A demonstrator holds a sign, reading No to the Abe Administration, during a mass protest in the heart of Tokyo, March 22, 2015. [Photo/IC] |
TOKYO - About 14,000 people took to the streets on Sunday afternoon in Tokyo to express opposition to Prime Minister Shinzo Abe's policies over rights to collective self-defense, nuclear reactors restart and relocation plan of US military bases within Okinawa.
The peaceful demonstration, which was organized by civil anti- nuclear power groups based in Tokyo Metropolitan areas, came ahead of regional gubernatorial elections in next month.
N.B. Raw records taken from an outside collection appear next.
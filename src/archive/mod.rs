//! Capture store
//!
//! Serializes request/response pairs into rotating, append-only WARC files, indexes
//! every record by file and byte offset, and reads responses back for replay.

mod capture;
mod digest;
pub mod http;
mod store;
pub mod warc;

pub use capture::Capture;
pub use digest::{PayloadDigest, PayloadHasher};
pub use store::{CaptureStore, CapturedResponse, DedupeSettings};

use crate::storage::StorageError;
use thiserror::Error;
use uuid::Uuid;

/// Errors raised while writing or reading archive records
#[derive(Debug, Error)]
pub enum ArchiveError {
    #[error("IO error: {0}")]
    Io(#[from] std::io::Error),

    #[error("Storage error: {0}")]
    Storage(#[from] StorageError),

    #[error("Malformed record: {0}")]
    Malformed(String),

    #[error("Record {0} is not in the index")]
    UnknownRecord(Uuid),

    #[error("Record {id} is a {record_type} record, not a response or revisit")]
    NotAResponse { id: Uuid, record_type: String },

    #[error("Revisit chain starting at {0} is too long")]
    RevisitChainTooLong(Uuid),
}
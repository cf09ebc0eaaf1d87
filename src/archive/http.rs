//! HTTP/1.x message heads as they are stored inside archive records
//!
//! Header values are kept as ISO-8859-1 text so arbitrary header bytes survive a
//! serialize/parse cycle unchanged.

use crate::archive::ArchiveError;

/// Request line plus headers
#[derive(Debug, Clone, PartialEq, Eq)]
pub struct RequestHead {
    pub method: String,
    pub target: String,
    pub version: String,
    pub headers: Vec<(String, String)>,
}

impl RequestHead {
    pub fn new(method: &str, target: &str) -> Self {
        Self {
            method: method.to_string(),
            target: target.to_string(),
            version: "HTTP/1.0".to_string(),
            headers: Vec::new(),
        }
    }

    pub fn header(mut self, name: &str, value: impl Into<String>) -> Self {
        self.headers.push((name.to_string(), value.into()));
        self
    }

    pub fn to_bytes(&self) -> Vec<u8> {
        let mut out = latin1_bytes(&format!(
            "{} {} {}\r\n",
            self.method, self.target, self.version
        ));
        write_headers(&mut out, &self.headers);
        out
    }
}

/// Status line plus headers
#[derive(Debug, Clone, PartialEq, Eq)]
pub struct ResponseHead {
    pub version: String,
    pub status: u16,
    pub reason: String,
    pub headers: Vec<(String, String)>,
}

impl ResponseHead {
    /// Case-insensitive lookup of the first header with this name
    pub fn header(&self, name: &str) -> Option<&str> {
        self.headers
            .iter()
            .find(|(key, _)| key.eq_ignore_ascii_case(name))
            .map(|(_, value)| value.as_str())
    }

    pub fn to_bytes(&self) -> Vec<u8> {
        let status_line = if self.reason.is_empty() {
            format!("{} {}\r\n", self.version, self.status)
        } else {
            format!("{} {} {}\r\n", self.version, self.status, self.reason)
        };
        let mut out = latin1_bytes(&status_line);
        write_headers(&mut out, &self.headers);
        out
    }

    /// Parses a response head from the start of `data`
    ///
    /// # Returns
    ///
    /// The parsed head and the number of bytes it occupies, including the blank line
    pub fn parse(data: &[u8]) -> Result<(Self, usize), ArchiveError> {
        let (head_end, body_start) = find_head_end(data)
            .ok_or_else(|| ArchiveError::Malformed("unterminated HTTP response head".into()))?;
        let text = latin1_string(&data[..head_end]);
        let mut lines = text.split('\n').map(|line| line.trim_end_matches('\r'));

        let status_line = lines
            .next()
            .ok_or_else(|| ArchiveError::Malformed("missing status line".into()))?;
        let mut parts = status_line.splitn(3, ' ');
        let version = parts.next().unwrap_or_default().to_string();
        if !version.starts_with("HTTP/") {
            return Err(ArchiveError::Malformed(format!(
                "bad status line: {}",
                status_line
            )));
        }
        let status = parts
            .next()
            .and_then(|code| code.parse::<u16>().ok())
            .ok_or_else(|| ArchiveError::Malformed(format!("bad status line: {}", status_line)))?;
        let reason = parts.next().unwrap_or_default().to_string();

        let mut headers = Vec::new();
        for line in lines.filter(|line| !line.is_empty()) {
            if let Some((name, value)) = line.split_once(':') {
                headers.push((name.trim().to_string(), value.trim().to_string()));
            }
        }

        Ok((
            Self {
                version,
                status,
                reason,
                headers,
            },
            body_start,
        ))
    }
}

/// Finds the blank line ending an HTTP head
///
/// Returns the end of the last header line and the start of the body.
pub fn find_head_end(data: &[u8]) -> Option<(usize, usize)> {
    if let Some(pos) = data.windows(4).position(|w| w == b"\r\n\r\n") {
        return Some((pos, pos + 4));
    }
    data.windows(2)
        .position(|w| w == b"\n\n")
        .map(|pos| (pos, pos + 2))
}

fn write_headers(out: &mut Vec<u8>, headers: &[(String, String)]) {
    for (name, value) in headers {
        out.extend(latin1_bytes(name));
        out.extend_from_slice(b": ");
        out.extend(latin1_bytes(value));
        out.extend_from_slice(b"\r\n");
    }
    out.extend_from_slice(b"\r\n");
}

pub fn latin1_string(bytes: &[u8]) -> String {
    bytes.iter().map(|&b| b as char).collect()
}

pub fn latin1_bytes(text: &str) -> Vec<u8> {
    text.chars()
        .map(|c| u8::try_from(u32::from(c)).unwrap_or(b'?'))
        .collect()
}
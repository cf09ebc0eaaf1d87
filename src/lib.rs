//! Tidemark: a polite, resumable archiving crawler
//!
//! This crate fetches web resources politely per origin, records every exchange into
//! append-only WARC files with content-addressed deduplication, and can drive a headless
//! browser to capture the subresources a rendered page asks for.

pub mod archive;
pub mod browser;
pub mod config;
pub mod crawler;
pub mod robots;
pub mod storage;
pub mod url;

use thiserror::Error;

/// Main error type for Tidemark operations
#[derive(Debug, Error)]
pub enum TidemarkError {
    #[error("Configuration error: {0}")]
    Config(#[from] ConfigError),

    #[error("Storage error: {0}")]
    Storage(#[from] storage::StorageError),

    #[error("Archive error: {0}")]
    Archive(#[from] archive::ArchiveError),

    #[error("Browser error: {0}")]
    Browser(#[from] browser::BrowserError),

    #[error("Sitemap error: {0}")]
    Sitemap(#[from] crawler::SitemapError),

    #[error("URL error: {0}")]
    Url(#[from] UrlError),

    #[error("HTTP client error: {0}")]
    Http(#[from] reqwest::Error),

    #[error("IO error: {0}")]
    Io(#[from] std::io::Error),

    #[error("Unknown location {0}")]
    UnknownLocation(i64),

    #[error("Unknown origin {0}")]
    UnknownOrigin(i64),
}

/// Configuration-specific errors
#[derive(Debug, Error)]
pub enum ConfigError {
    #[error("Failed to read config file: {0}")]
    Io(#[from] std::io::Error),

    #[error("Failed to parse TOML: {0}")]
    Parse(#[from] toml::de::Error),

    #[error("Validation error: {0}")]
    Validation(String),

    #[error("Invalid URL in config: {0}")]
    InvalidUrl(String),
}

/// URL-specific errors
#[derive(Debug, Error)]
pub enum UrlError {
    #[error("Failed to parse URL: {0}")]
    Parse(#[from] ::url::ParseError),

    #[error("Invalid URL scheme: {0}")]
    InvalidScheme(String),

    #[error("Missing host in URL: {0}")]
    MissingHost(String),
}

/// Result type alias for Tidemark operations
pub type Result<T> = std::result::Result<T, TidemarkError>;

/// Result type alias for configuration operations
pub type ConfigResult<T> = std::result::Result<T, ConfigError>;

/// Result type alias for URL operations
pub type UrlResult<T> = std::result::Result<T, UrlError>;

pub use config::Config;
pub use crawler::{Coordinator, Exchange, StepOutcome};
pub use url::CrawlUrl;
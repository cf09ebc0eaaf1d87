use crate::common::{harness, harness_with, location, location_id};
use tidemark::storage::{RecordType, Storage};
use wiremock::matchers::{header, method, path};
use wiremock::{Mock, MockServer, ResponseTemplate};

#[tokio::test]
async fn test_not_modified_becomes_revisit_of_first_response() {
    let server = MockServer::start().await;
    Mock::given(method("GET"))
        .and(path("/doc"))
        .and(header("if-none-match", "\"v1\""))
        .respond_with(ResponseTemplate::new(304).insert_header("etag", "\"v1\""))
        .with_priority(1)
        .expect(1)
        .mount(&server)
        .await;
    Mock::given(method("GET"))
        .and(path("/doc"))
        .respond_with(
            ResponseTemplate::new(200)
                .insert_header("etag", "\"v1\"")
                .insert_header("content-type", "text/plain")
                .set_body_string("hello"),
        )
        .expect(1)
        .mount(&server)
        .await;

    let h = harness();
    let doc = format!("{}/doc", server.uri());
    h.coordinator.add_seed(&doc).unwrap();

    let first = h.coordinator.visit_location(location_id(&doc)).await.unwrap();
    assert_eq!(first.status, 200);
    assert!(first.revisit_of.is_none());
    let cached = location(&h.coordinator, &doc).unwrap();
    assert_eq!(cached.etag.as_deref(), Some("\"v1\""));
    assert_eq!(cached.etag_response_id, first.response_id);

    let second = h.coordinator.visit_location(location_id(&doc)).await.unwrap();
    assert_eq!(second.status, 304);
    assert_eq!(second.revisit_of, first.response_id);

    let revisits = h
        .coordinator
        .storage()
        .lock()
        .records_for_visit(second.visit_id, RecordType::Revisit)
        .unwrap();
    assert_eq!(revisits.len(), 1);
    assert_eq!(revisits[0].payload_digest, None);

    // Reading the revisit resolves to the original payload
    let replayed = h
        .coordinator
        .store()
        .read_response(second.response_id.unwrap())
        .unwrap();
    assert_eq!(replayed.status, 200);
    assert_eq!(replayed.payload, b"hello");
}

#[tokio::test]
async fn test_identical_payload_becomes_revisit() {
    let server = MockServer::start().await;
    Mock::given(method("GET"))
        .and(path("/same"))
        .respond_with(
            ResponseTemplate::new(200)
                .insert_header("content-type", "text/plain")
                .set_body_string("unchanged body"),
        )
        .expect(2)
        .mount(&server)
        .await;

    let h = harness_with(|config| config.crawler.dedupe_server = false);
    let url = format!("{}/same", server.uri());
    h.coordinator.add_seed(&url).unwrap();

    let first = h.coordinator.visit_location(location_id(&url)).await.unwrap();
    let second = h.coordinator.visit_location(location_id(&url)).await.unwrap();

    assert_eq!(first.status, 200);
    assert_eq!(second.status, 200);
    assert!(first.revisit_of.is_none());
    assert_eq!(second.revisit_of, first.response_id);

    let storage = h.coordinator.storage().lock();
    let response = storage
        .records_for_visit(first.visit_id, RecordType::Response)
        .unwrap();
    let revisit = storage
        .records_for_visit(second.visit_id, RecordType::Revisit)
        .unwrap();
    assert_eq!(response.len(), 1);
    assert_eq!(revisit.len(), 1);
    assert_eq!(revisit[0].payload_digest, response[0].payload_digest);
}

#[tokio::test]
async fn test_small_payloads_are_not_deduplicated() {
    let server = MockServer::start().await;
    Mock::given(method("GET"))
        .and(path("/tiny"))
        .respond_with(ResponseTemplate::new(200).set_body_string("ok"))
        .mount(&server)
        .await;

    let h = harness_with(|config| {
        config.crawler.dedupe_server = false;
        config.crawler.dedupe_min_length = 1024;
    });
    let url = format!("{}/tiny", server.uri());
    h.coordinator.add_seed(&url).unwrap();

    h.coordinator.visit_location(location_id(&url)).await.unwrap();
    let second = h.coordinator.visit_location(location_id(&url)).await.unwrap();
    assert!(second.revisit_of.is_none());
}

#[tokio::test]
async fn test_read_response_reproduces_payload() {
    let body: Vec<u8> = (0..=255u8).cycle().take(70_000).collect();
    let server = MockServer::start().await;
    Mock::given(method("GET"))
        .and(path("/blob.bin"))
        .respond_with(
            ResponseTemplate::new(200)
                .insert_header("content-type", "application/octet-stream")
                .set_body_bytes(body.clone()),
        )
        .mount(&server)
        .await;

    let h = harness();
    let url = format!("{}/blob.bin", server.uri());
    h.coordinator.add_seed(&url).unwrap();
    let outcome = h.coordinator.visit_location(location_id(&url)).await.unwrap();

    let response = h
        .coordinator
        .store()
        .read_response(outcome.response_id.unwrap())
        .unwrap();
    assert_eq!(response.status, 200);
    assert_eq!(response.target_uri, url);
    assert_eq!(response.header("content-type"), Some("application/octet-stream"));
    assert_eq!(response.payload, body);

    let visits = h
        .coordinator
        .storage()
        .lock()
        .visits_for_location(location_id(&url))
        .unwrap();
    assert_eq!(visits[0].content_length, Some(70_000));
}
The protestors gathered together in the Hibiya Park, in which a man set himself on fire last year protesting against the collective defense right, and then march around the prime minister 's official residence and the Diet building, holding paperboard reading "No to Abe's administration."
In the park, a high school girl from Chiba Prefecture was quoted as saying that to exercise the right to collective Self- defense means Japan will engage in war.
"If we don't oppose the policy, it means that we connive with them to wage war," she said.
The rally came after a graduate ceremony held Sunday morning in a defense university in Yokosuka in Kanagawa Prefecture. Abe said the ceremony that the government will resolutely push forward legislation related to the right to collective defense.